Et le petit cheval galope toujours, entraînant sans faiblir la voiture pleine. Il croise des chameaux chargés de balles de moka ; il regarde avec envie les beaux équipages qui portent les parsis à leurs comptoirs de Steamer-Point, et s’écarte prudemment des officiers anglais descendant à fond de train les raides lacets : la bonne bête ne se soucie pas de traîner un supplément de poids et se demande à chaque tournant si chevaux et cavaliers ne vont pas se précipiter au milieu de ses voyageurs.

Enfin, nous atteignons le col. Un ouvrage fortifié précédé d’un pont-levis en défend l’accès. La porte est ouverte depuis l’aurore jusqu’à huit heures du soir. Même en plein jour le corps de garde est encombré de red coats. Précaution illusoire : la clef de la place appartient, une fois l’an, à qui veut la prendre. Pendant la nuit de Christmas on chercherait vainement un bon Anglais, fût-il soldat ou général, en état de veiller sur ce poste.
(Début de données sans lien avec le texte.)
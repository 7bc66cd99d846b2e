//! Raindrop.io REST client.
//!
//! `RemoteCatalog` is the narrow interface the sync engine reads the remote
//! side through; `RaindropClient` implements it over `reqwest` with a bearer
//! token. `fetch_items_paginated` drives the page loop on top of any catalog.

use std::sync::{PoisonError, RwLock};
use std::time::Duration;

use async_trait::async_trait;
use reqwest::{RequestBuilder, Url};
use serde::de::DeserializeOwned;
use serde::Deserialize;
use serde_json::{json, Value};
use tracing::{debug, instrument, warn};
use zeroize::{Zeroize, ZeroizeOnDrop};

use crate::types::collection::{
    Collection, Group, ALL_COLLECTIONS_ID, TRASH_COLLECTION_ID, UNSORTED_COLLECTION_ID,
};
use crate::types::errors::RemoteError;
use crate::types::raindrop::{
    CreatedItem, FetchSummary, Item, ItemQuery, NewItem, PageControl, RaindropUser,
};
use crate::types::settings::ApiSettings;

/// Largest page the API serves.
pub const MAX_PAGE_SIZE: u32 = 50;
/// Hard cap on pages per paginated fetch.
pub const MAX_PAGES: u32 = 1000;

/// Read access to the remote catalog, plus batch item creation.
#[async_trait]
pub trait RemoteCatalog: Send + Sync {
    async fn get_root_collections(&self) -> Result<Vec<Collection>, RemoteError>;
    async fn get_child_collections(&self) -> Result<Vec<Collection>, RemoteError>;
    async fn get_user_groups(&self) -> Result<Vec<Group>, RemoteError>;
    async fn get_user(&self) -> Result<RaindropUser, RemoteError>;
    /// One page of items, `page` counted from 0.
    async fn get_items_page(&self, query: &ItemQuery, page: u32, per_page: u32) -> Result<Vec<Item>, RemoteError>;
    /// Creates items in one batch. Only the accepted items are returned.
    async fn create_items(&self, items: &[NewItem]) -> Result<Vec<CreatedItem>, RemoteError>;

    /// Replaces the credential used for subsequent requests.
    fn set_token(&self, _token: Option<&str>) {}

    /// Latest `lastUpdate` across live and trashed items, `None` when the account has no items at all.
    async fn get_latest_change_timestamp(&self) -> Result<Option<i64>, RemoteError> {
        let mut latest = None;
        for collection_id in [ALL_COLLECTIONS_ID, TRASH_COLLECTION_ID] {
            let query = ItemQuery {
                collection_id,
                search: None,
                sort: "-lastUpdate".to_string(),
                nested: true,
            };
            let newest = self.get_items_page(&query, 0, 1).await?;
            latest = latest.max(newest.first().map(|item| item.last_update));
        }
        Ok(latest)
    }
}

/// Consumer of a paginated fetch.
#[async_trait]
pub trait PageHandler: Send {
    async fn handle_page(&mut self, items: Vec<Item>, page_index: u32, total_so_far: usize) -> PageControl;
}

/// Fetches pages strictly one after another, handing each non-empty page to
/// `handler` and awaiting it before the next request.
///
/// Stops on the first short page, when the handler asks to, or after
/// [`MAX_PAGES`] pages.
pub async fn fetch_items_paginated(
    remote: &dyn RemoteCatalog,
    query: &ItemQuery,
    per_page: u32,
    handler: &mut dyn PageHandler,
) -> Result<FetchSummary, RemoteError> {
    let per_page = per_page.clamp(1, MAX_PAGE_SIZE);
    let mut summary = FetchSummary::default();

    for page in 0..MAX_PAGES {
        let items = remote.get_items_page(query, page, per_page).await?;
        let count = items.len();
        if count == 0 {
            break;
        }
        summary.total_fetched += count;
        summary.total_pages += 1;

        let control = handler.handle_page(items, page, summary.total_fetched).await;
        if control == PageControl::Stop || count < per_page as usize {
            break;
        }
        if page + 1 == MAX_PAGES {
            warn!(pages = MAX_PAGES, "page cap reached, stopping item fetch");
        }
    }

    Ok(summary)
}

#[derive(Zeroize, ZeroizeOnDrop)]
struct ApiToken(String);

/// HTTP implementation of [`RemoteCatalog`].
pub struct RaindropClient {
    http: reqwest::Client,
    base_url: String,
    token: RwLock<Option<ApiToken>>,
}

impl RaindropClient {
    pub fn new(settings: &ApiSettings) -> Result<Self, RemoteError> {
        let http = reqwest::Client::builder()
            .timeout(Duration::from_secs(settings.request_timeout_secs.max(1)))
            .build()
            .map_err(|e| RemoteError::Unavailable(e.to_string()))?;
        Ok(Self {
            http,
            base_url: settings.base_url.trim_end_matches('/').to_string(),
            token: RwLock::new(None),
        })
    }

    pub fn has_token(&self) -> bool {
        self.token.read().unwrap_or_else(PoisonError::into_inner).is_some()
    }

    fn url(&self, path: &str, params: &[(&str, String)]) -> Result<Url, RemoteError> {
        let raw = format!("{}/{}", self.base_url, path.trim_start_matches('/'));
        Url::parse_with_params(&raw, params).map_err(|e| RemoteError::Unavailable(format!("{}: {}", raw, e)))
    }

    fn authorize(&self, request: RequestBuilder) -> Result<RequestBuilder, RemoteError> {
        let guard = self.token.read().unwrap_or_else(PoisonError::into_inner);
        let token = guard.as_ref().ok_or(RemoteError::InvalidToken)?;
        Ok(request.bearer_auth(&token.0))
    }

    async fn send<T: DeserializeOwned>(&self, request: RequestBuilder) -> Result<T, RemoteError> {
        let request = self.authorize(request)?;
        let response = request
            .send()
            .await
            .map_err(|e| RemoteError::Unavailable(e.to_string()))?;
        let status = response.status().as_u16();
        let body = response
            .text()
            .await
            .map_err(|e| RemoteError::Unavailable(e.to_string()))?;
        check_status(status, &body)?;
        decode(&body)
    }

    async fn get<T: DeserializeOwned>(&self, path: &str, params: &[(&str, String)]) -> Result<T, RemoteError> {
        let url = self.url(path, params)?;
        debug!(%url, "GET");
        self.send(self.http.get(url)).await
    }
}

#[async_trait]
impl RemoteCatalog for RaindropClient {
    /// Replaces the bearer token. Blank tokens clear it.
    fn set_token(&self, token: Option<&str>) {
        let token = token
            .map(str::trim)
            .filter(|t| !t.is_empty())
            .map(|t| ApiToken(t.to_string()));
        *self.token.write().unwrap_or_else(PoisonError::into_inner) = token;
    }

    #[instrument(skip(self))]
    async fn get_root_collections(&self) -> Result<Vec<Collection>, RemoteError> {
        let body: ItemsBody<WireCollection> = self.get("collections", &[]).await?;
        Ok(body.items.into_iter().map(Collection::from).collect())
    }

    #[instrument(skip(self))]
    async fn get_child_collections(&self) -> Result<Vec<Collection>, RemoteError> {
        let body: ItemsBody<WireCollection> = self.get("collections/childrens", &[]).await?;
        Ok(body.items.into_iter().map(Collection::from).collect())
    }

    #[instrument(skip(self))]
    async fn get_user_groups(&self) -> Result<Vec<Group>, RemoteError> {
        let body: UserBody = self.get("user", &[]).await?;
        Ok(body.user.groups.into_iter().map(Group::from).collect())
    }

    #[instrument(skip(self))]
    async fn get_user(&self) -> Result<RaindropUser, RemoteError> {
        let body: UserBody = self.get("user", &[]).await?;
        Ok(RaindropUser {
            id: body.user.id,
            full_name: body.user.full_name,
            email: body.user.email,
        })
    }

    #[instrument(skip(self, query), fields(collection = query.collection_id))]
    async fn get_items_page(&self, query: &ItemQuery, page: u32, per_page: u32) -> Result<Vec<Item>, RemoteError> {
        let path = format!("raindrops/{}", query.collection_id);
        let body: ItemsBody<WireItem> = self.get(&path, &item_params(query, page, per_page)).await?;
        Ok(body.items.into_iter().map(Item::from).collect())
    }

    #[instrument(skip(self, items), fields(count = items.len()))]
    async fn create_items(&self, items: &[NewItem]) -> Result<Vec<CreatedItem>, RemoteError> {
        if items.is_empty() {
            return Ok(Vec::new());
        }
        let url = self.url("raindrops", &[])?;
        let request = self.http.post(url).json(&create_body(items));
        let body: ItemsBody<WireItem> = self.send(request).await?;
        Ok(body
            .items
            .into_iter()
            .map(|wire| {
                let item = Item::from(wire);
                CreatedItem {
                    id: item.id,
                    url: item.url.unwrap_or_default(),
                    title: item.title,
                    collection_id: item.collection_id,
                }
            })
            .collect())
    }
}

// ─── Wire format ───

fn item_params(query: &ItemQuery, page: u32, per_page: u32) -> Vec<(&'static str, String)> {
    let mut params = vec![
        ("sort", query.sort.clone()),
        ("perpage", per_page.to_string()),
        ("page", page.to_string()),
        ("nested", query.nested.to_string()),
    ];
    if let Some(search) = query.search.as_ref().filter(|s| !s.is_empty()) {
        params.push(("search", search.clone()));
    }
    params
}

fn create_body(items: &[NewItem]) -> Value {
    let items: Vec<Value> = items
        .iter()
        .map(|item| {
            let mut entry = json!({ "link": item.url });
            if let Some(title) = &item.title {
                entry["title"] = json!(title);
            }
            if let Some(collection_id) = item.collection_id {
                entry["collection"] = json!({ "$id": collection_id });
            }
            entry
        })
        .collect();
    json!({ "items": items })
}

/// Maps an HTTP status to the client's error taxonomy.
fn check_status(status: u16, body: &str) -> Result<(), RemoteError> {
    match status {
        200..=299 => Ok(()),
        401 | 403 => Err(RemoteError::InvalidToken),
        _ => {
            let snippet: String = body.chars().take(200).collect();
            Err(RemoteError::Unavailable(format!("HTTP {}: {}", status, snippet)))
        }
    }
}

/// Decodes a response body, turning `result: false` into [`RemoteError::Api`].
fn decode<T: DeserializeOwned>(body: &str) -> Result<T, RemoteError> {
    let value: Value = serde_json::from_str(body).map_err(|e| RemoteError::Parse(e.to_string()))?;
    if value.get("result").and_then(Value::as_bool) != Some(true) {
        let message = value
            .get("errorMessage")
            .or_else(|| value.get("error"))
            .and_then(Value::as_str)
            .unwrap_or("request rejected");
        return Err(RemoteError::Api(message.to_string()));
    }
    serde_json::from_value(value).map_err(|e| RemoteError::Parse(e.to_string()))
}

fn parse_timestamp(raw: Option<&str>) -> Option<i64> {
    raw.and_then(|s| chrono::DateTime::parse_from_rfc3339(s).ok())
        .map(|dt| dt.timestamp_millis())
}

#[derive(Deserialize)]
struct ItemsBody<T> {
    #[serde(default = "Vec::new")]
    items: Vec<T>,
}

#[derive(Deserialize)]
struct UserBody {
    user: WireUser,
}

#[derive(Deserialize)]
struct WireRef {
    #[serde(rename = "$id")]
    id: i64,
}

#[derive(Deserialize)]
#[serde(rename_all = "camelCase")]
struct WireUser {
    #[serde(rename = "_id")]
    id: i64,
    #[serde(default)]
    full_name: Option<String>,
    #[serde(default)]
    email: Option<String>,
    #[serde(default)]
    groups: Vec<WireGroup>,
}

#[derive(Deserialize)]
struct WireGroup {
    #[serde(default)]
    title: String,
    #[serde(default)]
    hidden: bool,
    #[serde(default)]
    sort: i64,
    #[serde(default)]
    collections: Vec<i64>,
}

impl From<WireGroup> for Group {
    fn from(wire: WireGroup) -> Self {
        Group {
            title: wire.title,
            hidden: wire.hidden,
            sort_key: wire.sort,
            collection_ids: wire.collections,
        }
    }
}

#[derive(Deserialize)]
struct WireCollection {
    #[serde(rename = "_id")]
    id: i64,
    #[serde(default)]
    title: String,
    #[serde(default)]
    parent: Option<WireRef>,
    #[serde(default)]
    sort: i64,
}

impl From<WireCollection> for Collection {
    fn from(wire: WireCollection) -> Self {
        Collection {
            id: wire.id,
            title: wire.title,
            parent_id: wire.parent.map(|p| p.id),
            sort_key: wire.sort,
        }
    }
}

#[derive(Deserialize)]
#[serde(rename_all = "camelCase")]
struct WireItem {
    #[serde(rename = "_id")]
    id: i64,
    #[serde(default)]
    title: String,
    #[serde(default)]
    link: Option<String>,
    #[serde(default)]
    collection: Option<WireRef>,
    #[serde(default)]
    collection_id: Option<i64>,
    #[serde(default)]
    last_update: Option<String>,
    #[serde(default)]
    created: Option<String>,
}

impl From<WireItem> for Item {
    fn from(wire: WireItem) -> Self {
        let created_at = parse_timestamp(wire.created.as_deref());
        let last_update = parse_timestamp(wire.last_update.as_deref())
            .or(created_at)
            .unwrap_or(0);
        Item {
            id: wire.id,
            title: wire.title,
            url: wire.link.filter(|l| !l.is_empty()),
            collection_id: wire
                .collection
                .map(|c| c.id)
                .or(wire.collection_id)
                .unwrap_or(UNSORTED_COLLECTION_ID),
            last_update,
            created_at,
        }
    }
}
Au delà de la fortification, la route passe entre deux murailles de rochers taillées par la nature et régularisées à la mine. Dès la sortie du défilé apparaissent les maisons blanches d’Aden, entourées de montagnes grises. Vis-à-vis de moi le rocher s’aplatit devant un horizon de mer. Sur les flots couleur d’acier se détachent un phare blanc et les casernes grises de la garnison anglaise.

Comme autour de Malla et de Steamer-Point, les hauteurs sont couronnées d’ouvrages reliés par des chemins couverts. Le piton isolé qui se dresse à droite de la ville supporte une construction circulaire aux murs blanchis à la chaux. Un vol d’oiseaux de proie monte la garde au-dessus de la tour du Silence, le dakhma des parsis, où l’on a dernièrement déposé le corps d’un adorateur d’Aouramazda[1].

Les maisons de la ville sont basses, percées d’ouvertures nombreuses et rappellent comme aspect les constructions italiennes. Des cafés ventilés, des boutiques de comestibles où s’étalent les beaux légumes venus de Cheikh Otman se succèdent dans la rue qui conduit à la place du Marché. Là s’amoncellent, dans des parcs étroits, chèvres et moutons, charges de sorgho et de foin, ronces à brûler apportées par de longues caravanes de chameaux.

  1. Voir la Perse, la Chaldée et la Susiane, par Jane Dieulafoy, page 137. Librairie Hachette.